Here are some specific examples of how Cas9-CRISPR DMS maps are being used to replace CAI:

• In synthetic biology, Cas9-CRISPR DMS maps are being used to design synthetic genes that are more efficiently expressed in the target organism. In gene therapy, 

• Cas9-CRISPR DMS maps are being used to identify and edit genes that are associated with disease. This could lead to new and more effective treatments for a variety of genetic disorders.

• In agriculture, Cas9-CRISPR DMS maps are being used to develop crops with improved traits, such as resistance to pests and diseases or increased yields.

Overall, Cas9-CRISPR DMS maps are a more powerful and versatile tool for predicting and manipulating gene expression than CAI. They are likely to replace CAI in many applications in the near future.

Cas9 CRISPR DMS maps are a tool for detecting nonneutral synonymous substitutions (NSS). NSS are synonymous substitutions that result in a change in the amino acid sequence of a protein. Cas9 CRISPR DMS maps work by first using Cas9 to create a double-stranded break in the DNA at a specific location. Then, dimethyl sulfate (DMS) is used to methylate the adenine bases in the single-stranded DNA. The methylated DNA is then sequenced, and the sequence is compared to the sequence of the unmethylated DNA. Any differences in sequence indicate that an NSS has occurred.

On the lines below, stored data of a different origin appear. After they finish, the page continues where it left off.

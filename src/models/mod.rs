mod admin;
mod audit_log;
mod order;
mod product;
mod settings;
mod stats;

pub use admin::*;
pub use audit_log::*;
pub use order::*;
pub use product::*;
pub use settings::*;
pub use stats::*;

use serde::{Deserialize, Deserializer};

/// Deserialize a double Option field where:
/// - Field absent in JSON → None (don't update)
/// - Field present with null → Some(None) (set to NULL in DB)
/// - Field present with value → Some(Some(value)) (set to value)
pub(crate) fn deserialize_optional_nullable<'de, D, T>(
    deserializer: D,
) -> std::result::Result<Option<Option<T>>, D::Error>
where
    D: Deserializer<'de>,
    T: Deserialize<'de>,
{
    let value: Option<T> = Option::deserialize(deserializer)?;
    Ok(Some(value))
}

/// Accepts `http://` and `https://` URLs with a non-empty remainder.
pub(crate) fn is_http_url(value: &str) -> bool {
    let value = value.trim();
    ["http://", "https://"].iter().any(|scheme| {
        value.len() > scheme.len()
            && value[..scheme.len()].eq_ignore_ascii_case(scheme)
            && !value[scheme.len()..].contains(char::is_whitespace)
    })
}
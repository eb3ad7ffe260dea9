use axum::extract::State;

use crate::db::{AppState, queries};
use crate::error::Result;
use crate::extractors::{Json, Query};
use crate::models::{AuditLog, AuditLogQuery};
use crate::pagination::Paginated;

/// GET /admin/audit-logs - newest first, optionally filtered by action or
/// resource type.
pub async fn list_audit_logs(
    State(state): State<AppState>,
    Query(query): Query<AuditLogQuery>,
) -> Result<Json<Paginated<AuditLog>>> {
    let conn = state.db.get()?;
    let pagination = query.pagination();
    let (logs, total) = queries::query_audit_logs(&conn, &query)?;
    Ok(Json(Paginated::new(
        logs,
        total,
        pagination.limit(),
        pagination.offset(),
    )))
}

CAI is a relatively simple measure of codon usage, but it does not take into account all of the factors that can affect translation efficiency. 

Cas9 CRISPR DMS maps are a more sophisticated tool for detecting NSS, but they are also more complex and expensive to use. 

Cas9 CRISPR DMS maps have the potential to become a powerful tool for studying NSS in a wide range of organisms.

Cas9-CRISPR DMS mapping is a technique that can be used to measure the fitness effects of synonymous substitutions. If the synonymous substitution has a fitness (not natural selection) effect, it will affect how often the gene is transcribed. For example, a synonymous substitution that disrupts an important regulatory element may reduce the expression of the gene. This would lead to a decrease in the methylation of the DNA downstream of the regulatory element.

By comparing the methylation patterns of cells with and without the synonymous substitution, the researchers can determine whether the substitution has a fitness effect.

The Cas9-CRISPR DMS mapping technique is a more direct and accurate way to measure the fitness effects of synonymous substitutions than traditional methods such as Ka/Ks calculations. Ka/Ks calculations compare the rate of non-synonymous substitutions to the rate of synonymous substitutions in a gene. However, Ka/Ks calculations can be unreliable because they are based on the assumption that synonymous substitutions are neutral, meaning that they do not have a fitness effect.

60 years and tens of thousands of studies using Ka/Ks (or similar ratios) are incorrect in their claim that natural selection caused the changes they were studying.

The Cas9-CRISPR DMS mapping technique does not rely on this assumption, making it a more reliable way to measure the real fitness effects (again not natural selection) of synonymous substitutions.

Overall, Cas9-CRISPR DMS mapping is a promising new technique for studying the fitness effects of synonymous substitutions. It has the potential to provide more accurate and reliable results than traditional methods such as Ka/Ks calculations and determine at the nucleotide level what is the real fitness effect as it relates to adaptation.